§ TASK OBJECTIVE: Each line of the listing below that includes "Clone" should be reported.
==== EXTRACTED DATA ====
//! Simulation input records as submitted by callers

use serde::{Deserialize, Serialize};
use std::fmt;
use std::str::FromStr;

/// Sex of the insured person; drives every sex-dependent constant
#[derive(Debug, Clone, Copy, PartialEq, Eq, Hash, PartialOrd, Ord, Serialize, Deserialize)]
pub enum Sex {
    #[serde(rename = "m", alias = "M", alias = "male", alias = "Male")]
    Male,
    #[serde(
        rename = "f",
        alias = "F",
        alias = "k",
        alias = "K",
        alias = "female",
        alias = "Female"
    )]
    Female,
}

impl Sex {
    /// Short code used in payloads and reports
    pub fn code(&self) -> &'static str {
        match self {
            Sex::Male => "m",
            Sex::Female => "f",
        }
    }
}

impl fmt::Display for Sex {
    fn fmt(&self, f: &mut fmt::Formatter<'_>) -> fmt::Result {
        match self {
            Sex::Male => write!(f, "male"),
            Sex::Female => write!(f, "female"),
        }
    }
}

impl FromStr for Sex {
    type Err = String;

    fn from_str(s: &str) -> Result<Self, Self::Err> {
        match s.trim().to_ascii_lowercase().as_str() {
            "m" | "male" => Ok(Sex::Male),
            "f" | "k" | "female" => Ok(Sex::Female),
            other => Err(format!("Unknown sex: {}", other)),
        }
    }
}

/// A single simulation request
#[derive(Debug, Clone, PartialEq, Serialize, Deserialize)]
pub struct SimulationInput {
    /// Age in completed years at the valuation year
    pub age: u32,

    pub sex: Sex,

    /// Monthly gross salary in current-year PLN
    pub gross_salary: f64,

    /// First calendar year of work
    pub work_start_year: i32,

    /// Last (exclusive) year of work; statutory retirement year when absent
    #[serde(default)]
    pub work_end_year: Option<i32>,

    /// Balance already recorded on the pension account
    #[serde(default)]
    pub zus_funds: Option<f64>,

    #[serde(default)]
    pub include_sick_leave: Option<bool>,

    /// Past monthly salaries, oldest first (sensitivity analysis only)
    #[serde(default)]
    pub historical_salaries: Option<Vec<f64>>,

    /// Free-form postal code, carried through to usage reports
    #[serde(default, skip_serializing_if = "Option::is_none")]
    pub postal_code: Option<String>,

    /// Pension the person hopes for, carried through to usage reports
    #[serde(default, skip_serializing_if = "Option::is_none")]
    pub expected_pension: Option<f64>,
}

impl SimulationInput {
    /// Create an input with only the required fields set
    pub fn new(age: u32, sex: Sex, gross_salary: f64, work_start_year: i32) -> Self {
        Self {
            age,
            sex,
            gross_salary,
            work_start_year,
            work_end_year: None,
            zus_funds: None,
            include_sick_leave: None,
            historical_salaries: None,
            postal_code: None,
            expected_pension: None,
        }
    }

    pub fn with_work_end_year(mut self, year: i32) -> Self {
        self.work_end_year = Some(year);
        self
    }

    pub fn with_zus_funds(mut self, funds: f64) -> Self {
        self.zus_funds = Some(funds);
        self
    }

    pub fn with_sick_leave(mut self, include: bool) -> Self {
        self.include_sick_leave = Some(include);
        self
    }

    pub fn with_historical_salaries(mut self, salaries: Vec<f64>) -> Self {
        self.historical_salaries = Some(salaries);
        self
    }

    /// Whether sick leave drag applies (absent means no)
    pub fn sick_leave_included(&self) -> bool {
        self.include_sick_leave.unwrap_or(false)
    }
}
====
§ EXERCISE RESPONSE:
#[derive(Debug, Clone, Copy, PartialEq, Eq, Hash, PartialOrd, Ord, Serialize, Deserialize)]
#[derive(Debug, Clone, PartialEq, Serialize, Deserialize)]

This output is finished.